Stored records>
= = = = =

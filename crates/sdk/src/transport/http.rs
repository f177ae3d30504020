//! HTTP transport layer for the Airflow SDK.

use crate::config::ClientConfig;
use crate::error::{AirflowError, AirflowResult};
use reqwest::{header, Client, Method};
use serde_json::Value;
use std::sync::Arc;
use tracing::{debug, warn};

/// Path segments every endpoint lives under.
pub const API_PREFIX: [&str; 2] = ["api", "v1"];

/// HTTP transport for making Airflow API requests.
///
/// No retries and no caching: every call is a fresh request.
#[derive(Debug, Clone)]
pub struct HttpTransport {
    client: Client,
    config: Arc<ClientConfig>,
}

impl HttpTransport {
    /// Create a new HTTP transport with the given configuration.
    pub fn new(config: Arc<ClientConfig>) -> AirflowResult<Self> {
        let mut headers = header::HeaderMap::new();

        let mut auth = header::HeaderValue::from_str(config.authorization())
            .map_err(|_| AirflowError::Config("Invalid credential format".to_string()))?;
        auth.set_sensitive(true);
        headers.insert(header::AUTHORIZATION, auth);
        headers.insert(
            header::CONTENT_TYPE,
            header::HeaderValue::from_static("application/json"),
        );

        let client = Client::builder()
            .timeout(config.timeout())
            .default_headers(headers)
            .danger_accept_invalid_certs(!config.verify_tls())
            .build()?;

        Ok(Self { client, config })
    }

    /// Build the full URL from path segments such as `["dags", id]`.
    ///
    /// Each segment is percent-encoded on its own, so a `/` inside an id
    /// stays part of that segment.
    pub(crate) fn build_url<I>(&self, segments: I) -> AirflowResult<url::Url>
    where
        I: IntoIterator,
        I::Item: AsRef<str>,
    {
        let mut url = self.config.base_url().clone();
        url.path_segments_mut()
            .map_err(|_| AirflowError::Config("base_url cannot be a base".to_string()))?
            .pop_if_empty()
            .extend(API_PREFIX)
            .extend(segments);
        Ok(url)
    }

    /// Execute a request and decode the JSON response body.
    ///
    /// Non-2xx responses fail with [`AirflowError::Upstream`]; an empty
    /// success body decodes to `null`.
    pub async fn request<S: AsRef<str>>(
        &self,
        method: Method,
        segments: &[S],
        query: &[(String, String)],
        body: Option<&Value>,
    ) -> AirflowResult<Value> {
        let url = self.build_url(segments)?;
        debug!(method = %method, url = %url, "Airflow request");

        let mut request = self.client.request(method, url);
        if !query.is_empty() {
            request = request.query(query);
        }
        if let Some(body) = body {
            request = request.json(body);
        }

        let response = request.send().await?;
        let status = response.status();

        if !status.is_success() {
            let body = response.text().await.unwrap_or_default();
            warn!(status = status.as_u16(), "Airflow returned an error status");
            return Err(AirflowError::from_response(status.as_u16(), &body));
        }

        let bytes = response.bytes().await?;
        if bytes.iter().all(u8::is_ascii_whitespace) {
            return Ok(Value::Null);
        }
        Ok(serde_json::from_slice(&bytes)?)
    }

    /// Execute a GET request on a fixed path such as `/health`.
    pub async fn get(&self, path: &str) -> AirflowResult<Value> {
        let segments: Vec<&str> = path.split('/').filter(|s| !s.is_empty()).collect();
        self.request(Method::GET, &segments, &[], None).await
    }
}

= = = = =

About this exercise> All of the records above must be reproduced exactly.

Exercise solution>
filename crates/sdk/src/transport/http.rs
repository f177ae3d30504020
//! HTTP transport layer for the Airflow SDK.

use crate::config::ClientConfig;
use crate::error::{AirflowError, AirflowResult};
use reqwest::{header, Client, Method};
use serde_json::Value;
use std::sync::Arc;
use tracing::{debug, warn};

/// Path segments every endpoint lives under.
pub const API_PREFIX: [&str; 2] = ["api", "v1"];

/// HTTP transport for making Airflow API requests.
///
/// No retries and no caching: every call is a fresh request.
#[derive(Debug, Clone)]
pub struct HttpTransport {
    client: Client,
    config: Arc<ClientConfig>,
}

impl HttpTransport {
    /// Create a new HTTP transport with the given configuration.
    pub fn new(config: Arc<ClientConfig>) -> AirflowResult<Self> {
        let mut headers = header::HeaderMap::new();

        let mut auth = header::HeaderValue::from_str(config.authorization())
            .map_err(|_| AirflowError::Config("Invalid credential format".to_string()))?;
        auth.set_sensitive(true);
        headers.insert(header::AUTHORIZATION, auth);
        headers.insert(
            header::CONTENT_TYPE,
            header::HeaderValue::from_static("application/json"),
        );

        let client = Client::builder()
            .timeout(config.timeout())
            .default_headers(headers)
            .danger_accept_invalid_certs(!config.verify_tls())
            .build()?;

        Ok(Self { client, config })
    }

    /// Build the full URL from path segments such as `["dags", id]`.
    ///
    /// Each segment is percent-encoded on its own, so a `/` inside an id
    /// stays part of that segment.
    pub(crate) fn build_url<I>(&self, segments: I) -> AirflowResult<url::Url>
    where
        I: IntoIterator,
        I::Item: AsRef<str>,
    {
        let mut url = self.config.base_url().clone();
        url.path_segments_mut()
            .map_err(|_| AirflowError::Config("base_url cannot be a base".to_string()))?
            .pop_if_empty()
            .extend(API_PREFIX)
            .extend(segments);
        Ok(url)
    }

    /// Execute a request and decode the JSON response body.
    ///
    /// Non-2xx responses fail with [`AirflowError::Upstream`]; an empty
    /// success body decodes to `null`.
    pub async fn request<S: AsRef<str>>(
        &self,
        method: Method,
        segments: &[S],
        query: &[(String, String)],
        body: Option<&Value>,
    ) -> AirflowResult<Value> {
        let url = self.build_url(segments)?;
        debug!(method = %method, url = %url, "Airflow request");

        let mut request = self.client.request(method, url);
        if !query.is_empty() {
            request = request.query(query);
        }
        if let Some(body) = body {
            request = request.json(body);
        }

        let response = request.send().await?;
        let status = response.status();

        if !status.is_success() {
            let body = response.text().await.unwrap_or_default();
            warn!(status = status.as_u16(), "Airflow returned an error status");
            return Err(AirflowError::from_response(status.as_u16(), &body));
        }

        let bytes = response.bytes().await?;
        if bytes.iter().all(u8::is_ascii_whitespace) {
            return Ok(Value::Null);
        }
        Ok(serde_json::from_slice(&bytes)?)
    }

    /// Execute a GET request on a fixed path such as `/health`.
    pub async fn get(&self, path: &str) -> AirflowResult<Value> {
        let segments: Vec<&str> = path.split('/').filter(|s| !s.is_empty()).collect();
        self.request(Method::GET, &segments, &[], None).await
    }
}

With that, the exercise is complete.